BEGIN Material for this task
use crate::error::{Error, Result};
use std::path::PathBuf;
use std::process::{Child, ChildStdout, Command, ExitStatus, Stdio};

/// Where the first stage reads from
#[derive(Debug, Clone)]
pub enum PipelineInput {
    /// Our own stdin
    Inherit,
    /// A file opened and redirected onto the first stage's stdin
    File(PathBuf),
    /// Closed stdin (source stages read from their address argument)
    Null,
}

/// One process in a pipeline
#[derive(Debug, Clone, PartialEq)]
pub struct PipelineStage {
    pub program: PathBuf,
    pub args: Vec<String>,
    pub env: Vec<(String, String)>,
}

impl PipelineStage {
    pub fn new(program: impl Into<PathBuf>, args: Vec<String>) -> Self {
        Self {
            program: program.into(),
            args,
            env: Vec::new(),
        }
    }
}

/// A resolved chain of stages plus its input connection. The last stage
/// always writes to our inherited stdout.
#[derive(Debug, Clone)]
pub struct PipelineSpec {
    pub input: PipelineInput,
    pub stages: Vec<PipelineStage>,
}

impl PipelineSpec {
    /// No stages at all: the input streams straight through to stdout
    pub fn passthrough(input: PipelineInput) -> Self {
        Self {
            input,
            stages: Vec::new(),
        }
    }
}

/// Spawn every stage with pipes between them, wait for all of them, and
/// return the final stage's exit code (signal deaths map to 128+signal).
pub fn run(spec: &PipelineSpec) -> Result<i32> {
    if spec.stages.is_empty() {
        return copy_through(&spec.input);
    }

    let last = spec.stages.len() - 1;
    let mut children: Vec<Child> = Vec::with_capacity(spec.stages.len());
    let mut prev_stdout: Option<ChildStdout> = None;

    for (i, stage) in spec.stages.iter().enumerate() {
        let stdin = match prev_stdout.take() {
            // handing the previous stdout over leaves no copy in the
            // parent, so EOF propagates as soon as the producer exits
            Some(out) => Stdio::from(out),
            None => match &spec.input {
                PipelineInput::Inherit => Stdio::inherit(),
                PipelineInput::File(path) => {
                    let file = std::fs::File::open(path).map_err(|source| Error::SpawnFailed {
                        program: stage.program.clone(),
                        source,
                    })?;
                    Stdio::from(file)
                }
                PipelineInput::Null => Stdio::null(),
            },
        };

        let mut command = Command::new(&stage.program);
        command.args(&stage.args).stdin(stdin).stdout(if i == last {
            Stdio::inherit()
        } else {
            Stdio::piped()
        });
        for (key, value) in &stage.env {
            command.env(key, value);
        }

        match command.spawn() {
            Ok(mut child) => {
                if i != last {
                    prev_stdout = child.stdout.take();
                }
                children.push(child);
            }
            Err(source) => {
                for mut started in children {
                    let _ = started.kill();
                    let _ = started.wait();
                }
                return Err(Error::SpawnFailed {
                    program: stage.program.clone(),
                    source,
                });
            }
        }
    }

    let mut final_code = 0;
    for (i, child) in children.iter_mut().enumerate() {
        let status = child.wait()?;
        if i == last {
            final_code = exit_code(status);
        }
    }
    Ok(final_code)
}

/// Run several pipelines back to back (one per expanded glob file),
/// stopping at the first failure
pub fn run_all(specs: &[PipelineSpec]) -> Result<i32> {
    for spec in specs {
        let code = run(spec)?;
        if code != 0 {
            return Ok(code);
        }
    }
    Ok(0)
}

/// Empty pipeline: stream the input to stdout ourselves. A broken pipe
/// means the consumer stopped reading, which is a clean exit.
fn copy_through(input: &PipelineInput) -> Result<i32> {
    use std::io::Write;

    let stdout = std::io::stdout();
    let mut out = stdout.lock();
    let copied = match input {
        PipelineInput::Inherit => {
            let stdin = std::io::stdin();
            let mut lock = stdin.lock();
            std::io::copy(&mut lock, &mut out)
        }
        PipelineInput::File(path) => {
            let mut file = std::fs::File::open(path)?;
            std::io::copy(&mut file, &mut out)
        }
        PipelineInput::Null => Ok(0),
    };

    match copied.and_then(|_| out.flush().map(|_| 0)) {
        Ok(_) => Ok(0),
        Err(err) if err.kind() == std::io::ErrorKind::BrokenPipe => Ok(0),
        Err(err) => Err(err.into()),
    }
}

fn exit_code(status: ExitStatus) -> i32 {
    if let Some(code) = status.code() {
        return code;
    }
    #[cfg(unix)]
    {
        use std::os::unix::process::ExitStatusExt;
        if let Some(signal) = status.signal() {
            return 128 + signal;
        }
    }
    1
}
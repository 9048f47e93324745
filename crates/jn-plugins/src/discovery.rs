use crate::script_meta;
use jn_types::{Language, Mode, PluginInfo, Role, Tier, mtime_secs};
use serde::Deserialize;
use std::io::Read;
use std::path::{Path, PathBuf};
use std::process::{Command, Stdio};
use std::time::{Duration, Instant};

/// Flag a native plugin answers with its metadata JSON
pub const META_FLAG: &str = "--jn-meta";

/// Default per-plugin probe timeout
pub const DEFAULT_TIMEOUT_MS: u64 = 5000;

/// Metadata output beyond this size is treated as malformed
pub const META_OUTPUT_CAP: usize = 64 * 1024;

/// Script sources beyond this size are not scanned for inline metadata
const SCRIPT_SOURCE_CAP: u64 = 256 * 1024;

/// A directory to scan for plugins of one language at one tier
#[derive(Debug, Clone)]
pub struct PluginDir {
    pub root: PathBuf,
    pub tier: Tier,
    pub language: Language,
}

#[derive(Debug, Clone)]
pub struct DiscoveryOptions {
    pub timeout_ms: u64,
    pub meta_output_cap: usize,
}

impl Default for DiscoveryOptions {
    fn default() -> Self {
        Self {
            timeout_ms: DEFAULT_TIMEOUT_MS,
            meta_output_cap: META_OUTPUT_CAP,
        }
    }
}

/// The fields a plugin reports about itself, with contract defaults
#[derive(Debug, Deserialize)]
struct MetaPayload {
    name: String,
    matches: Vec<String>,
    #[serde(default = "default_version")]
    version: String,
    #[serde(default)]
    role: Role,
    #[serde(default = "default_modes")]
    modes: Vec<Mode>,
    #[serde(default)]
    profile_type: Option<String>,
}

fn default_version() -> String {
    "0.0.0".to_string()
}

fn default_modes() -> Vec<Mode> {
    vec![Mode::Read, Mode::Write]
}

/// Scan every plugin directory and probe each candidate.
///
/// Per-entry failures (missing binary, non-zero exit, timeout, malformed
/// JSON, oversized output) skip that entry; discovery itself never fails.
/// Entries are visited in directory order, sorted by file name, so
/// first-seen tie-breaking downstream is deterministic.
pub fn discover(dirs: &[PluginDir], opts: &DiscoveryOptions) -> Vec<PluginInfo> {
    let mut plugins = Vec::new();
    for dir in dirs {
        let Ok(entries) = std::fs::read_dir(&dir.root) else {
            continue;
        };
        let mut paths: Vec<PathBuf> = entries.filter_map(|e| e.ok()).map(|e| e.path()).collect();
        paths.sort();
        for path in paths {
            if let Some(plugin) = discover_entry(&path, dir, opts) {
                plugins.push(plugin);
            }
        }
    }
    plugins
}

fn discover_entry(path: &Path, dir: &PluginDir, opts: &DiscoveryOptions) -> Option<PluginInfo> {
    match dir.language {
        Language::Native => {
            let exe = resolve_executable(path)?;
            let payload = probe_native(&exe, opts)?;
            build_info(payload, exe, dir)
        }
        Language::Script => {
            if !path.is_file() {
                return None;
            }
            let source = read_script_source(path)?;
            let value = script_meta::parse(&source).ok().flatten()?;
            let payload: MetaPayload = serde_json::from_value(value).ok()?;
            build_info(payload, path.to_path_buf(), dir)
        }
    }
}

fn build_info(payload: MetaPayload, exe: PathBuf, dir: &PluginDir) -> Option<PluginInfo> {
    if payload.name.is_empty() || payload.matches.is_empty() || payload.modes.is_empty() {
        return None;
    }
    let mtime = mtime_secs(&exe).ok()?;
    Some(PluginInfo {
        name: payload.name,
        version: payload.version,
        matches: payload.matches,
        role: payload.role,
        modes: payload.modes,
        profile_type: payload.profile_type,
        language: dir.language,
        tier: dir.tier,
        path: exe,
        mtime,
    })
}

/// A candidate is either an executable file or a directory holding
/// `bin/<dir-name>`
fn resolve_executable(path: &Path) -> Option<PathBuf> {
    if path.is_dir() {
        let name = path.file_name()?;
        let nested = path.join("bin").join(name);
        if nested.is_file() && is_executable(&nested) {
            return Some(nested);
        }
        return None;
    }
    if path.is_file() && is_executable(path) {
        return Some(path.to_path_buf());
    }
    None
}

#[cfg(unix)]
fn is_executable(path: &Path) -> bool {
    use std::os::unix::fs::PermissionsExt;
    std::fs::metadata(path)
        .map(|m| m.permissions().mode() & 0o111 != 0)
        .unwrap_or(false)
}

#[cfg(not(unix))]
fn is_executable(_path: &Path) -> bool {
    true
}

/// Run `<plugin> --jn-meta` with a bounded timeout and output cap
fn probe_native(path: &Path, opts: &DiscoveryOptions) -> Option<MetaPayload> {
    let mut child = Command::new(path)
        .arg(META_FLAG)
        .stdin(Stdio::null())
        .stdout(Stdio::piped())
        .stderr(Stdio::null())
        .spawn()
        .ok()?;

    let mut stdout = child.stdout.take()?;
    let cap = opts.meta_output_cap;

    // Drain stdout on a separate thread so a chatty child cannot deadlock
    // against a full pipe while we poll for exit. Only cap+1 bytes are
    // retained; the rest is discarded.
    let reader = std::thread::spawn(move || {
        let mut retained = Vec::new();
        let mut chunk = [0u8; 8192];
        loop {
            match stdout.read(&mut chunk) {
                Ok(0) | Err(_) => break,
                Ok(n) => {
                    if retained.len() <= cap {
                        let keep = n.min(cap + 1 - retained.len());
                        retained.extend_from_slice(&chunk[..keep]);
                    }
                }
            }
        }
        retained
    });

    let deadline = Instant::now() + Duration::from_millis(opts.timeout_ms);
    let status = loop {
        match child.try_wait() {
            Ok(Some(status)) => break status,
            Ok(None) if Instant::now() >= deadline => {
                let _ = child.kill();
                let _ = child.wait();
                let _ = reader.join();
                return None;
            }
            Ok(None) => std::thread::sleep(Duration::from_millis(10)),
            Err(_) => {
                let _ = child.kill();
                let _ = reader.join();
                return None;
            }
        }
    };

    let output = reader.join().ok()?;
    if !status.success() || output.len() > cap {
        return None;
    }
    serde_json::from_slice(&output).ok()
}

fn read_script_source(path: &Path) -> Option<String> {
    let meta = std::fs::metadata(path).ok()?;
    if meta.len() > SCRIPT_SOURCE_CAP {
        return None;
    }
    std::fs::read_to_string(path).ok()
}
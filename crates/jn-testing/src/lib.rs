//! Testing infrastructure for jn integration tests.
//!
//! `TestWorld` builds an isolated install/user/project directory layout in
//! a temp dir, populates it with fake plugins and profiles, and produces
//! pre-configured commands whose environment points only at that layout.

pub mod fixtures;
pub mod world;

pub use world::TestWorld;
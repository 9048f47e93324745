use std::fmt;
use std::path::PathBuf;

/// Result type for jn-runtime operations
pub type Result<T> = std::result::Result<T, Error>;

/// Error types that can occur in the runtime layer
#[derive(Debug)]
pub enum Error {
    /// Profile layer error
    Profile(jn_profiles::Error),

    /// IO operation failed
    Io(std::io::Error),

    /// Configuration error
    Config(String),

    /// No plugin claims the address in the requested mode
    NoPluginForAddress { address: String },

    /// The address names a compression with no installed decompressor
    UnsupportedCompression { tag: &'static str, address: String },

    /// The address names a protocol no plugin handles
    UnsupportedProtocol { protocol: String, address: String },

    /// An HTTP header value carries CR or LF
    UnsafeHeader { header: String },

    /// A glob or file-profile pattern expanded to nothing
    NoFilesMatch { pattern: String },

    /// The addressed file does not exist
    FileNotFound { path: PathBuf },

    /// A glob pattern is not syntactically valid
    InvalidGlob { pattern: String, detail: String },

    /// A pipeline stage failed to start
    SpawnFailed {
        program: PathBuf,
        source: std::io::Error,
    },

    /// The address parsed but lacks the parts this operation needs
    InvalidAddress { address: String },
}

impl fmt::Display for Error {
    fn fmt(&self, f: &mut fmt::Formatter<'_>) -> fmt::Result {
        match self {
            Error::Profile(err) => write!(f, "{}", err),
            Error::Io(err) => write!(f, "IO error: {}", err),
            Error::Config(msg) => write!(f, "Configuration error: {}", msg),
            Error::NoPluginForAddress { address } => {
                write!(
                    f,
                    "No plugin matches '{}' (use `~format` to name one explicitly)",
                    address
                )
            }
            Error::UnsupportedCompression { tag, address } => {
                write!(f, "No decompressor installed for {} ('{}')", tag, address)
            }
            Error::UnsupportedProtocol { protocol, address } => {
                write!(f, "No plugin handles {}:// ('{}')", protocol, address)
            }
            Error::UnsafeHeader { header } => {
                write!(f, "Header value contains CR or LF: {:?}", header)
            }
            Error::NoFilesMatch { pattern } => {
                write!(f, "No files match '{}'", pattern)
            }
            Error::FileNotFound { path } => {
                write!(f, "No such file: {}", path.display())
            }
            Error::InvalidGlob { pattern, detail } => {
                write!(f, "Invalid glob '{}': {}", pattern, detail)
            }
            Error::SpawnFailed { program, source } => {
                write!(f, "Failed to start {}: {}", program.display(), source)
            }
            Error::InvalidAddress { address } => {
                write!(f, "Address '{}' is missing required parts", address)
            }
        }
    }
}

impl std::error::Error for Error {
    fn source(&self) -> Option<&(dyn std::error::Error + 'static)> {
        match self {
            Error::Profile(err) => Some(err),
            Error::Io(err) => Some(err),
            Error::SpawnFailed { source, .. } => Some(source),
            _ => None,
        }
    }
}

impl From<jn_profiles::Error> for Error {
    fn from(err: jn_profiles::Error) -> Self {
        Error::Profile(err)
    }
}

impl From<std::io::Error> for Error {
    fn from(err: std::io::Error) -> Self {
        Error::Io(err)
    }
}

impl From<toml::de::Error> for Error {
    fn from(err: toml::de::Error) -> Self {
        Error::Config(err.to_string())
    }
}
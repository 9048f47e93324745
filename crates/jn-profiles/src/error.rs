use std::fmt;
use std::path::PathBuf;

/// Result type for jn-profiles operations
pub type Result<T> = std::result::Result<T, Error>;

/// Error types that can occur in the profiles layer
#[derive(Debug)]
pub enum Error {
    /// IO operation failed
    Io(std::io::Error),

    /// No profile file across any tier for the reference
    NotFound { namespace: String, name: String },

    /// A located profile or _meta.json failed to parse
    Malformed {
        path: PathBuf,
        source: serde_json::Error,
    },

    /// A located document is not a JSON mapping
    NotAnObject { path: PathBuf },

    /// A field the profile type requires is absent
    MissingField {
        path: PathBuf,
        field: &'static str,
    },
}

impl fmt::Display for Error {
    fn fmt(&self, f: &mut fmt::Formatter<'_>) -> fmt::Result {
        match self {
            Error::Io(err) => write!(f, "IO error: {}", err),
            Error::NotFound { namespace, name } => {
                write!(f, "Profile not found: @{}/{}", namespace, name)
            }
            Error::Malformed { path, source } => {
                write!(f, "Malformed profile {}: {}", path.display(), source)
            }
            Error::NotAnObject { path } => {
                write!(f, "Profile {} is not a JSON object", path.display())
            }
            Error::MissingField { path, field } => {
                write!(f, "Profile {} is missing required field '{}'", path.display(), field)
            }
        }
    }
}

impl std::error::Error for Error {
    fn source(&self) -> Option<&(dyn std::error::Error + 'static)> {
        match self {
            Error::Io(err) => Some(err),
            Error::Malformed { source, .. } => Some(source),
            Error::NotFound { .. } | Error::NotAnObject { .. } | Error::MissingField { .. } => None,
        }
    }
}

impl From<std::io::Error> for Error {
    fn from(err: std::io::Error) -> Self {
        Error::Io(err)
    }
}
END Material for this task
#### What you will do
Your task is to copy each line of the data above that holds "Deserialize".

#### Solved exercise
use serde::Deserialize;
#[derive(Debug, Deserialize)]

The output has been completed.